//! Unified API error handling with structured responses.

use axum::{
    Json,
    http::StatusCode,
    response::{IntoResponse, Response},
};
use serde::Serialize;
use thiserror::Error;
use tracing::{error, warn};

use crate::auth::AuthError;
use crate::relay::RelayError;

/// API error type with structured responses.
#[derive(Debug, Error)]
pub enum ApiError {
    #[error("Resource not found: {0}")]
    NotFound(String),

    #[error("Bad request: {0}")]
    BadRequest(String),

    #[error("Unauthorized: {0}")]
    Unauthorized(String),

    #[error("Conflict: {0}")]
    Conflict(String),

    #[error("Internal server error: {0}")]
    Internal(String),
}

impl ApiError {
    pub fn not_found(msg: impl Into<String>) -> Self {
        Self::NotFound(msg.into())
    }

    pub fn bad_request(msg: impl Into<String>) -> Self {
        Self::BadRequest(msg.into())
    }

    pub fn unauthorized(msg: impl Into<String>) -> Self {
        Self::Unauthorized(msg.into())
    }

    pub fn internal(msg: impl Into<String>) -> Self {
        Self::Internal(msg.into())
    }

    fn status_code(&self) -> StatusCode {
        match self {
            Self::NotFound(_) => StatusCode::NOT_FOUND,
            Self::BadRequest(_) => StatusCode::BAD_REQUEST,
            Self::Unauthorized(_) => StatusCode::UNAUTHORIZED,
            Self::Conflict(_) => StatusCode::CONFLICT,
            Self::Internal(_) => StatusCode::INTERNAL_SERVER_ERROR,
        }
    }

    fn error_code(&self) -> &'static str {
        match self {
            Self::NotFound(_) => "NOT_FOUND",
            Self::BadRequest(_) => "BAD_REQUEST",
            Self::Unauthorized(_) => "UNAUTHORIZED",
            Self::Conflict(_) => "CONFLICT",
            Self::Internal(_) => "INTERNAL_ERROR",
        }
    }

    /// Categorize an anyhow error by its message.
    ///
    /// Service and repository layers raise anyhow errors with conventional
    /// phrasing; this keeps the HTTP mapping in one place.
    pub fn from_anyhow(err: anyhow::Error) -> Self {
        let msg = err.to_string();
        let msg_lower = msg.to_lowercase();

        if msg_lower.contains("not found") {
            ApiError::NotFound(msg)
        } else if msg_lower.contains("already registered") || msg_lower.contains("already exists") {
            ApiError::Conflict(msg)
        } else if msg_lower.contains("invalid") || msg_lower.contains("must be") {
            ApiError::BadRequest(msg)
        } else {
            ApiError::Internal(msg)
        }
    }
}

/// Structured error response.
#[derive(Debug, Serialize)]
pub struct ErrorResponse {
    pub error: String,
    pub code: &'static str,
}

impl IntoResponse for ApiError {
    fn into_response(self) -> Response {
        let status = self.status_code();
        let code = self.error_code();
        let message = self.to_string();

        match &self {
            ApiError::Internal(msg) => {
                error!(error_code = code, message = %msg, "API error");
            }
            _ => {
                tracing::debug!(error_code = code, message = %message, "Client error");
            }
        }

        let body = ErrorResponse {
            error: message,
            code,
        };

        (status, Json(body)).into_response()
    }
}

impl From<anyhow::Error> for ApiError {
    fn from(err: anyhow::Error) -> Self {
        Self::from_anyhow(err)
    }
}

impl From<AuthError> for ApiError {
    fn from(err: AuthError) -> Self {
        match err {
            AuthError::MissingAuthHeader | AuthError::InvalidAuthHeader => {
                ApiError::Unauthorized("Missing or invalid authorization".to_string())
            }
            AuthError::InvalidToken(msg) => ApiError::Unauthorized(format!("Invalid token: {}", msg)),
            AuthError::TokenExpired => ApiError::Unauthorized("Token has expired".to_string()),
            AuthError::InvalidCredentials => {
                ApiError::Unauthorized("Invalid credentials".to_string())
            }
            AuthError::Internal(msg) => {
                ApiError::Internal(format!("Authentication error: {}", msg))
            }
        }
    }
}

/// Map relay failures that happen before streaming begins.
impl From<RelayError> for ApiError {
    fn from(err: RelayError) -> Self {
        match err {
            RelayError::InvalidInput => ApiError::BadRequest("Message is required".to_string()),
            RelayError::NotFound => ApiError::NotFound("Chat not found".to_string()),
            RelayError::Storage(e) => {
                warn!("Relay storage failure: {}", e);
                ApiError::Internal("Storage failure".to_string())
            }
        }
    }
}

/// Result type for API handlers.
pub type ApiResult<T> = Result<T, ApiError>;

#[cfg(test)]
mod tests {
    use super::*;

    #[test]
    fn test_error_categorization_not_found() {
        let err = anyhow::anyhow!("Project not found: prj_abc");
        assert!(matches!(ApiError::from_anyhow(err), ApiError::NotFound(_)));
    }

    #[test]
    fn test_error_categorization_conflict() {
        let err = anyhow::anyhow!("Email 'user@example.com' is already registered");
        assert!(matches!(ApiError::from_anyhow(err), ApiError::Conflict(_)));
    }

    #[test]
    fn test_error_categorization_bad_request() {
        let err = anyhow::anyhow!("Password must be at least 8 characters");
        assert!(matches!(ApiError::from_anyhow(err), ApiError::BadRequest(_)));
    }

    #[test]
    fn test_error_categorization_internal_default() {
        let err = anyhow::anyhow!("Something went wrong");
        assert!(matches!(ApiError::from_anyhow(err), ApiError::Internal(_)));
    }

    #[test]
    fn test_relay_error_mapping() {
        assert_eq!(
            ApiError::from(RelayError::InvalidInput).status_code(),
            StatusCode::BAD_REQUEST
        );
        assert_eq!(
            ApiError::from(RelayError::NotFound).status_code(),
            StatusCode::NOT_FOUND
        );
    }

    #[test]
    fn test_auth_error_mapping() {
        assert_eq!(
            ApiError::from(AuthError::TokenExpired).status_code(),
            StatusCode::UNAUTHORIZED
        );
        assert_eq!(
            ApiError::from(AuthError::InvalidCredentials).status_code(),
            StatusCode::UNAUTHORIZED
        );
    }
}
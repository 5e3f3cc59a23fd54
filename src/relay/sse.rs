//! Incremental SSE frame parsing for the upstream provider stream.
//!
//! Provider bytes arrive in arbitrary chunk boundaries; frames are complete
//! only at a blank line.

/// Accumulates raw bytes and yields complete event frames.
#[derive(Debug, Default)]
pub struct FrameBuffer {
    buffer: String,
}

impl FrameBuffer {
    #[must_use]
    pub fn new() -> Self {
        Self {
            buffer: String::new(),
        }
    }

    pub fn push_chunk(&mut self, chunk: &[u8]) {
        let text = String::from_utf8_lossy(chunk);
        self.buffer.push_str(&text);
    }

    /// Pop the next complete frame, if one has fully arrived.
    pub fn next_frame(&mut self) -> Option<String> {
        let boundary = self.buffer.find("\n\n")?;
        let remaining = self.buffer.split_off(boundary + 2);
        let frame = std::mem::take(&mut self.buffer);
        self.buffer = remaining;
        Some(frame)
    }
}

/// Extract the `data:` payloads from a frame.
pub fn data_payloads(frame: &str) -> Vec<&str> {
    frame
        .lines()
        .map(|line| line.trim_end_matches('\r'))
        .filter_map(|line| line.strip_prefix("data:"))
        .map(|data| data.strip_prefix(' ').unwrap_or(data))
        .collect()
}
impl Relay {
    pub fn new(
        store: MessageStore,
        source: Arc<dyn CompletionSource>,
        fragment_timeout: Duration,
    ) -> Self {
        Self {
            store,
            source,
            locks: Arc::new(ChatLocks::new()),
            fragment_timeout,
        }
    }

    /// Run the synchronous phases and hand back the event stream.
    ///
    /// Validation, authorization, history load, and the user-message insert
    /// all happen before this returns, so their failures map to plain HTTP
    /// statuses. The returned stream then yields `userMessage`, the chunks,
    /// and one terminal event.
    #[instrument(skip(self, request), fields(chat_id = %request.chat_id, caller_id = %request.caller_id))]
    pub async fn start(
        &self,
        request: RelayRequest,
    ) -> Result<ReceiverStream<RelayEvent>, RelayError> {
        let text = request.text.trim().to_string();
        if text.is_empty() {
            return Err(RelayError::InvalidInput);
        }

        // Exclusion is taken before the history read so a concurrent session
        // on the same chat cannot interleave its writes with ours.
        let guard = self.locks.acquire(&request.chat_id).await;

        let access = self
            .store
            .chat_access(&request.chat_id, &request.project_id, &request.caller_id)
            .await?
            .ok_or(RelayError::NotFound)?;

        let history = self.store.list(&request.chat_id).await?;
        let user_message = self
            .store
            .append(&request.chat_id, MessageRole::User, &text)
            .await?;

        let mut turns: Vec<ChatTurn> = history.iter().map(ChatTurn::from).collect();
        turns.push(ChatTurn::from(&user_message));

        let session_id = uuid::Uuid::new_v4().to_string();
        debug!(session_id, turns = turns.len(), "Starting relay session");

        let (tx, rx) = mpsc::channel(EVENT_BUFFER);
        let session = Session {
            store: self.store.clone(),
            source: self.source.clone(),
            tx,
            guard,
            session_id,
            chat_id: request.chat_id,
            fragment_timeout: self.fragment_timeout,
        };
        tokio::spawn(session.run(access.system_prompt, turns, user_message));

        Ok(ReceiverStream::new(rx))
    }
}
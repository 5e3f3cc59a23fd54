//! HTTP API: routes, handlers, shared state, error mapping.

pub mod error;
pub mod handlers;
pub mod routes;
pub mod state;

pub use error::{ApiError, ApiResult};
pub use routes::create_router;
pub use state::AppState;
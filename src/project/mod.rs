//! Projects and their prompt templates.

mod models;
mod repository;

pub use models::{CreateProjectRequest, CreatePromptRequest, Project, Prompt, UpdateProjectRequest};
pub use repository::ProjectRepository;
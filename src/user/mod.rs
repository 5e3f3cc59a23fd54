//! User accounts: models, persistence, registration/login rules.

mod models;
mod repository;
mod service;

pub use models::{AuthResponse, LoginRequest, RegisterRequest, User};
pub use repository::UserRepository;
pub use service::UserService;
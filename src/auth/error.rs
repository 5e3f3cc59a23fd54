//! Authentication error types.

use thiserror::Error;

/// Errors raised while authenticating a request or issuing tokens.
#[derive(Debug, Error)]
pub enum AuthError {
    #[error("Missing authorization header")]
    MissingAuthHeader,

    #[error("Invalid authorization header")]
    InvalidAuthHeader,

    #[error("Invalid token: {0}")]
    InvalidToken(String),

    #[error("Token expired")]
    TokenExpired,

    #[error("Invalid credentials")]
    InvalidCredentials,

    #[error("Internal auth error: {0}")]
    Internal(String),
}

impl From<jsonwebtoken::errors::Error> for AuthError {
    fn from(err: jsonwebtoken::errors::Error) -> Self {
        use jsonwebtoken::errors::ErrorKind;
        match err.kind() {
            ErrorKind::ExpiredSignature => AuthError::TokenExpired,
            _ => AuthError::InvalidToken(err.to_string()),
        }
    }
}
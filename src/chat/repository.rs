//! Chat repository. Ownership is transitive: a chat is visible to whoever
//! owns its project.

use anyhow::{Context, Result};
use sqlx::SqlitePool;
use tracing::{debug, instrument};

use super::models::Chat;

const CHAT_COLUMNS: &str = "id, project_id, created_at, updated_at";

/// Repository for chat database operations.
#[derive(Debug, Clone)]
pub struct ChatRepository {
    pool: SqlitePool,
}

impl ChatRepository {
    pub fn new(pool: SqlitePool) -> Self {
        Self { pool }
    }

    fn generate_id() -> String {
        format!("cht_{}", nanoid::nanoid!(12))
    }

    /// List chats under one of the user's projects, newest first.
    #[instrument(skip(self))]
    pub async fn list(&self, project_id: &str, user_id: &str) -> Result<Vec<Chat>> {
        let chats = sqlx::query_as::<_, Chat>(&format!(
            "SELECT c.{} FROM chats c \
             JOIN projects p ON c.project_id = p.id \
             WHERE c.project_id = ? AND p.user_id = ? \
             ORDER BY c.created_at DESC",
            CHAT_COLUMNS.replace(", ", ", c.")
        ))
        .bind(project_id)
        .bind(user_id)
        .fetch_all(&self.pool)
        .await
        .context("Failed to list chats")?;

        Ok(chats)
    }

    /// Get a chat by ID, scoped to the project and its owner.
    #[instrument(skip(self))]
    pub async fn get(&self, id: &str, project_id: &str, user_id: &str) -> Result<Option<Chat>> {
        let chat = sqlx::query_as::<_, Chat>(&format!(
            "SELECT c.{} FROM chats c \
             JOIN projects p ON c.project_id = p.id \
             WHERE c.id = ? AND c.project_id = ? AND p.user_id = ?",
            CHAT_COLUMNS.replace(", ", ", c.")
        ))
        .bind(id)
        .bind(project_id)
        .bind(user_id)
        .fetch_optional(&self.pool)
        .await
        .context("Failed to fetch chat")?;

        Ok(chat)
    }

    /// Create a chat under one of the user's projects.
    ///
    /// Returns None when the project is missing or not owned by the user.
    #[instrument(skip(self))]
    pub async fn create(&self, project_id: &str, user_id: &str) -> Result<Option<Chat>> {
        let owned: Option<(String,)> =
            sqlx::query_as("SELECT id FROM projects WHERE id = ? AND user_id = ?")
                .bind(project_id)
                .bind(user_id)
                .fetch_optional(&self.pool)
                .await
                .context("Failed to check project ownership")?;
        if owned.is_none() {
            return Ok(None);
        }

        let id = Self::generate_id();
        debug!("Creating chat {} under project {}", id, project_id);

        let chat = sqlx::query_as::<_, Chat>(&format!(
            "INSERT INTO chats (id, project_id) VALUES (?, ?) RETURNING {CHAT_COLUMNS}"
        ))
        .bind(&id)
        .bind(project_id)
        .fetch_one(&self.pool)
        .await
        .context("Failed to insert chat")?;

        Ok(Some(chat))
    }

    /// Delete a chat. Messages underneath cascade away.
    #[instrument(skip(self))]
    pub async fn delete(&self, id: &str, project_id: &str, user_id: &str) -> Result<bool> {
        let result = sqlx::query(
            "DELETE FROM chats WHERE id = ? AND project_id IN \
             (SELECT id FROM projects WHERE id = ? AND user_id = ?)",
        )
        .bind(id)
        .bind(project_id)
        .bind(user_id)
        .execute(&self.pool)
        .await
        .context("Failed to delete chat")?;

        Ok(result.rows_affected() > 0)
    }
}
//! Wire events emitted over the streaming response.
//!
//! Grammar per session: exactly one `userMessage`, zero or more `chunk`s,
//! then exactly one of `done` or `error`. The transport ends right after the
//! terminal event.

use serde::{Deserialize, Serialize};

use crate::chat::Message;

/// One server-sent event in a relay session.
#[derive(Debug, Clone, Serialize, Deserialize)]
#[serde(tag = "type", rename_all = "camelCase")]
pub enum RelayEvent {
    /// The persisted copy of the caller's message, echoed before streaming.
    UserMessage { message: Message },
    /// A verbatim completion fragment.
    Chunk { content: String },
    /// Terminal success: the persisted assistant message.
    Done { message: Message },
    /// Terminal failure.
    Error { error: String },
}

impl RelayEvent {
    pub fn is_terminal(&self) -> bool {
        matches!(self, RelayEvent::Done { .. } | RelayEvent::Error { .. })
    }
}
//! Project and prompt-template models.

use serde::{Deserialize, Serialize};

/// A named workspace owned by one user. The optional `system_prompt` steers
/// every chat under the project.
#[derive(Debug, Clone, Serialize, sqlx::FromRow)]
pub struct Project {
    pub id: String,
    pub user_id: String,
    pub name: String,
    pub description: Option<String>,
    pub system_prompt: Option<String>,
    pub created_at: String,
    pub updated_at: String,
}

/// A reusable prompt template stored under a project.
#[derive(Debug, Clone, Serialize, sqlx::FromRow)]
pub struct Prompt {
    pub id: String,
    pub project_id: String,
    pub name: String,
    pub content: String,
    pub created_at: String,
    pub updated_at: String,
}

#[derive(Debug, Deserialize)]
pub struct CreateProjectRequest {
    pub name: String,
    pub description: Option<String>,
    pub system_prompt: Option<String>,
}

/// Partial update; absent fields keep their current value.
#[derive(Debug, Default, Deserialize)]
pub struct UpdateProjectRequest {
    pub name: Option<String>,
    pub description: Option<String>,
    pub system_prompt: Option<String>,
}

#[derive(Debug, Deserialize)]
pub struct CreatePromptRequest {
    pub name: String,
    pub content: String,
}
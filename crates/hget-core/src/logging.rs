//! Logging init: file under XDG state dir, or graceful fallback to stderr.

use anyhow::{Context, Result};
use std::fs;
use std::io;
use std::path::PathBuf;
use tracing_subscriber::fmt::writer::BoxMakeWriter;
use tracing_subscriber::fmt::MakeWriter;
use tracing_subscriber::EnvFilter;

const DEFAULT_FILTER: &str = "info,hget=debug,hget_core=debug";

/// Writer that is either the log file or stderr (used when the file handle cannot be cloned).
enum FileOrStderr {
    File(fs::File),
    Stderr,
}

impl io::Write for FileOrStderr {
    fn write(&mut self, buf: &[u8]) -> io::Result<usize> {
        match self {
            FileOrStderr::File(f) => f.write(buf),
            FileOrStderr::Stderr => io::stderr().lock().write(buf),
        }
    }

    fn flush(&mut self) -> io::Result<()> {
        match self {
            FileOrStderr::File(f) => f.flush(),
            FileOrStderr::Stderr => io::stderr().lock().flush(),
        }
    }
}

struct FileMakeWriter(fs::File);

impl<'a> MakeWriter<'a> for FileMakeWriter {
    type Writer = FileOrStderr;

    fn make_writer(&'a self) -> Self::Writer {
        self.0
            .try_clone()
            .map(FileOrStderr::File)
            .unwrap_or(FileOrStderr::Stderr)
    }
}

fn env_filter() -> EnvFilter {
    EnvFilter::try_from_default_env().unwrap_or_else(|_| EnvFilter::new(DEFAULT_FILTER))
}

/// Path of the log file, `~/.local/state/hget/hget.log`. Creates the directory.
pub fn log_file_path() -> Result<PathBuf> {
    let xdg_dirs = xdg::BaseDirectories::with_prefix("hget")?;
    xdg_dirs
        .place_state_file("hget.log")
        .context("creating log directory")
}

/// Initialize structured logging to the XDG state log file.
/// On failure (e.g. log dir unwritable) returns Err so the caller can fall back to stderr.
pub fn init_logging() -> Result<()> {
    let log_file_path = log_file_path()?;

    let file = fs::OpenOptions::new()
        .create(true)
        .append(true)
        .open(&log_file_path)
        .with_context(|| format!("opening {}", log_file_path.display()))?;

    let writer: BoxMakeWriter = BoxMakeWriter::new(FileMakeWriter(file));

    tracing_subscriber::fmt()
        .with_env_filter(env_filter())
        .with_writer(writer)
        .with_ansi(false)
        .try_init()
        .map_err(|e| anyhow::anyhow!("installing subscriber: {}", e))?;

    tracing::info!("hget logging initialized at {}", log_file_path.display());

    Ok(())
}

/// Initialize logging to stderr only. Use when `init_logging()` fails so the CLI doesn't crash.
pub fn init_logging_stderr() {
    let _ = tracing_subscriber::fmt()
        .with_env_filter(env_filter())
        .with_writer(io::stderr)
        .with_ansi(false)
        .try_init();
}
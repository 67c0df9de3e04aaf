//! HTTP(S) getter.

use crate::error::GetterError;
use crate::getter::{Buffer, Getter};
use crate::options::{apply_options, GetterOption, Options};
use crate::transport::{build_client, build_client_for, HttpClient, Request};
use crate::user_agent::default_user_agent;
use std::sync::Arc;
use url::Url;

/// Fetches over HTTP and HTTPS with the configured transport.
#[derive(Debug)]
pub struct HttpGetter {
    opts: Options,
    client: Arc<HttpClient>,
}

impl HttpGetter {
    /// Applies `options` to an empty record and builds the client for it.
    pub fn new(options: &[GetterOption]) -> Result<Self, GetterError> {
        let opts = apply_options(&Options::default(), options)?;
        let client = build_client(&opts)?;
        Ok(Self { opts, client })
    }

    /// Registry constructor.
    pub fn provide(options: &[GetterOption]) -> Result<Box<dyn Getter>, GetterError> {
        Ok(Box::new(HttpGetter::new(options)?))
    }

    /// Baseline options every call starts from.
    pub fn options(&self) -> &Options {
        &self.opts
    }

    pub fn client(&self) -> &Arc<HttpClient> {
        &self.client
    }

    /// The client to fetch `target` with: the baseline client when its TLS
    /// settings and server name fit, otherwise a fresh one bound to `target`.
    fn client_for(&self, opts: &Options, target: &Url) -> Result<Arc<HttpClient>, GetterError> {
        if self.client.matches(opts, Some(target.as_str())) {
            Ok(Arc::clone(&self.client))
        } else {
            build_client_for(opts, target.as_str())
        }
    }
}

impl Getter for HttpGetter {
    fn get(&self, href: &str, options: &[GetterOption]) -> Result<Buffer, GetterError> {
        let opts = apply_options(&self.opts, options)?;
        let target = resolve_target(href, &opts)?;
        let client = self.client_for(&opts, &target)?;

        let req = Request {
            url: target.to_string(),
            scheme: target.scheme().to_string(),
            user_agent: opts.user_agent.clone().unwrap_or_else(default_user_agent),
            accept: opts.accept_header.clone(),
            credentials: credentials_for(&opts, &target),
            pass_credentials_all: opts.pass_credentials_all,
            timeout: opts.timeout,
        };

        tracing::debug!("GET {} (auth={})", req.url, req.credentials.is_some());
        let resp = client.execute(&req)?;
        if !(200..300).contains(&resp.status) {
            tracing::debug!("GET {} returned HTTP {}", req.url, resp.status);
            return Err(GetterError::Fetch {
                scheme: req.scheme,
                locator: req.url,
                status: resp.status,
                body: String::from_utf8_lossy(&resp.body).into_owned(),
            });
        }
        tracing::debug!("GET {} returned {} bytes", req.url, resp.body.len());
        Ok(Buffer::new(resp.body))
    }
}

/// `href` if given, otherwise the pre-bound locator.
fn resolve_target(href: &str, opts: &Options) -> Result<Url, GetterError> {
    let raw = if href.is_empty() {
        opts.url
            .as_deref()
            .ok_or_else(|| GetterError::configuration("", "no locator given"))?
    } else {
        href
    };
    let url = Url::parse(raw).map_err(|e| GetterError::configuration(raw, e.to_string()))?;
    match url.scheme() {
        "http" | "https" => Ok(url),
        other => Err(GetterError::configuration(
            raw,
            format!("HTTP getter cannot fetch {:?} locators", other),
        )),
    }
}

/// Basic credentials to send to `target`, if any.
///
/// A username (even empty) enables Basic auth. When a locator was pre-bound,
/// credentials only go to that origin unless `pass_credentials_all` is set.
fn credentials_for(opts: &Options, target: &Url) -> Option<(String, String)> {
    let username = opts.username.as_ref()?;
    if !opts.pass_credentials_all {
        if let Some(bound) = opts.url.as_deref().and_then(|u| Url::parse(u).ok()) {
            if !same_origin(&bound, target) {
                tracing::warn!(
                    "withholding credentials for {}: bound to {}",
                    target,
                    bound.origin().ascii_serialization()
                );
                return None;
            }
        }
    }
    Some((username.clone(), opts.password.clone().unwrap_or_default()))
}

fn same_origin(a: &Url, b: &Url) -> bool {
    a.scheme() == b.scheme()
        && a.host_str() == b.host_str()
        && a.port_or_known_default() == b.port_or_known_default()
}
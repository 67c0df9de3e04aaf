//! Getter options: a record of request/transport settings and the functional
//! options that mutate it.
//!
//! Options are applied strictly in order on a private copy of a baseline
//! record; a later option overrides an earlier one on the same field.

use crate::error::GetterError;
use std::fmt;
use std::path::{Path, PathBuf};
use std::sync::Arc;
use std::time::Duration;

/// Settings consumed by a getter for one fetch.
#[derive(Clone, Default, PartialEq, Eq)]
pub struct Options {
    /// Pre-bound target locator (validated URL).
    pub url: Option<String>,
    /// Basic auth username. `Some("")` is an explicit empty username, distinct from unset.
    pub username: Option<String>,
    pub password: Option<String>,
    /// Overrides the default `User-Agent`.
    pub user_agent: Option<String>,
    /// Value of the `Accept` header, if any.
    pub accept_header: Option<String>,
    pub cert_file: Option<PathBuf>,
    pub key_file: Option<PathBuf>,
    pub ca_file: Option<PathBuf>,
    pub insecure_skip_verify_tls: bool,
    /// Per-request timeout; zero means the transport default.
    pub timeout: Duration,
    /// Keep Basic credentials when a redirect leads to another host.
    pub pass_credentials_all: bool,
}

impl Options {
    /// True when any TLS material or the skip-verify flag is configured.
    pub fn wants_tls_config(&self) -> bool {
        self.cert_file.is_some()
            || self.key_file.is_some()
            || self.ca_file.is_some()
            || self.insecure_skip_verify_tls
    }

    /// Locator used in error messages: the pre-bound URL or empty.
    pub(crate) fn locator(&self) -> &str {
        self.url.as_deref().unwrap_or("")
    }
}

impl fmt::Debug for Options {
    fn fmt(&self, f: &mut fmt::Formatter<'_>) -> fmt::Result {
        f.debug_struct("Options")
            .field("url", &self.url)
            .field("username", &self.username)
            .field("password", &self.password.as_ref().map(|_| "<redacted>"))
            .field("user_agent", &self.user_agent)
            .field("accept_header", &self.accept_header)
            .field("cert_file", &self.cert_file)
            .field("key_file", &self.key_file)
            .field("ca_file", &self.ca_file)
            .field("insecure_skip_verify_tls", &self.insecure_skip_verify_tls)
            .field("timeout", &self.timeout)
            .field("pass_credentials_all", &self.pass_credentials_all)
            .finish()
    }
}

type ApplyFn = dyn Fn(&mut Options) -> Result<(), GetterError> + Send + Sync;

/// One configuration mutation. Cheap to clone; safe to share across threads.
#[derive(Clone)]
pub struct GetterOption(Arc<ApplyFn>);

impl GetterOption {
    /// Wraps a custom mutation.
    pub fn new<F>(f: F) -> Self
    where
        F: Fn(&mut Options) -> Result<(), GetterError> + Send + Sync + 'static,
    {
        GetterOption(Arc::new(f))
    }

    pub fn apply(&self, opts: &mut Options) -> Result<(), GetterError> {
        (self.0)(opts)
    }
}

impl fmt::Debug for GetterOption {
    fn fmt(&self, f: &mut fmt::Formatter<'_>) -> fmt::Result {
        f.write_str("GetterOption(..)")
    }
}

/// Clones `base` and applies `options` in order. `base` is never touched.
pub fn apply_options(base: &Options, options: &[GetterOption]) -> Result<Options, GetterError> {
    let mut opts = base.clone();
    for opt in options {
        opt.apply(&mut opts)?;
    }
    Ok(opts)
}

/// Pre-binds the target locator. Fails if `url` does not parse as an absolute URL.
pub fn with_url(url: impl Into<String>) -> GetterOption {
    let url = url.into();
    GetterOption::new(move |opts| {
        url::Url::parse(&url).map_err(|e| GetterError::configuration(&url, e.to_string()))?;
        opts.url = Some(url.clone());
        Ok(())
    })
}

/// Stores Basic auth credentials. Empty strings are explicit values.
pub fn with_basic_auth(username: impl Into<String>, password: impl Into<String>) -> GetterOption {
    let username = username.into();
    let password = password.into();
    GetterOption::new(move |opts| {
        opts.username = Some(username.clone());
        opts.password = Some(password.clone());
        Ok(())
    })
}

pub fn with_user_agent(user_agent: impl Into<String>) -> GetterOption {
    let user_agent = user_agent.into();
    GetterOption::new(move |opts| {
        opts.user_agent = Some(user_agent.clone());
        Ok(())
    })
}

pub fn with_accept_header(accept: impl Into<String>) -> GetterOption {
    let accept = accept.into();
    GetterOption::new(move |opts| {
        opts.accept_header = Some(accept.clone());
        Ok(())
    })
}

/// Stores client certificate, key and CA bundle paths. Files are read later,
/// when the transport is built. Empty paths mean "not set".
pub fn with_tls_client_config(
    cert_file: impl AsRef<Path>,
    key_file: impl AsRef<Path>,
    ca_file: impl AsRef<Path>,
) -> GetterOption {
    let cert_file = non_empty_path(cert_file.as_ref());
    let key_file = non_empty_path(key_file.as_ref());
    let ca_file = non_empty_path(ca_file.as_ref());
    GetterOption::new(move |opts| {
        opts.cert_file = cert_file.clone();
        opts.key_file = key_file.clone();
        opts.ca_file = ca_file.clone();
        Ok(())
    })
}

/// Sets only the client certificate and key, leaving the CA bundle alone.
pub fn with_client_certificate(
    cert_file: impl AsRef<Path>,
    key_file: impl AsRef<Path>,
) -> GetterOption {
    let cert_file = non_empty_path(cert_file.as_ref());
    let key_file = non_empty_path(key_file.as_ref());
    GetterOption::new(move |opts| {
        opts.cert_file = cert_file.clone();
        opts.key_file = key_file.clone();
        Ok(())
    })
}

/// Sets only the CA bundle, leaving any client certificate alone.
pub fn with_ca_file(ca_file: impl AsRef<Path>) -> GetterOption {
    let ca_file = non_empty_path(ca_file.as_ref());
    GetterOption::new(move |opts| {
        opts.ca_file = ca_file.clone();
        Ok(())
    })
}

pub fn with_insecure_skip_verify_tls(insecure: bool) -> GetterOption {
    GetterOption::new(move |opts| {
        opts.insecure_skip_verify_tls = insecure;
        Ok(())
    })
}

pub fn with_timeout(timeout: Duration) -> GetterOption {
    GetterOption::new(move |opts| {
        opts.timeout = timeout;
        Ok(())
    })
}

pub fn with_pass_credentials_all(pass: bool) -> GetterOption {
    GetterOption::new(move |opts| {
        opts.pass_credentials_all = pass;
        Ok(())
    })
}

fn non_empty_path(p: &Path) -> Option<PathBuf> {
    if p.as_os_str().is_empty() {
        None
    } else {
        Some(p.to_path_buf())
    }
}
····················
What are the exact lines from the beginning of the material through the line containing "type with structured responses."? Write out those lines alone.

**Response area:**
//! Unified API error handling with structured responses.

use axum::{
    Json,
    http::StatusCode,
    response::{IntoResponse, Response},
};
use serde::Serialize;
use thiserror::Error;
use tracing::{error, warn};

use crate::auth::AuthError;
use crate::relay::RelayError;

/// API error type with structured responses.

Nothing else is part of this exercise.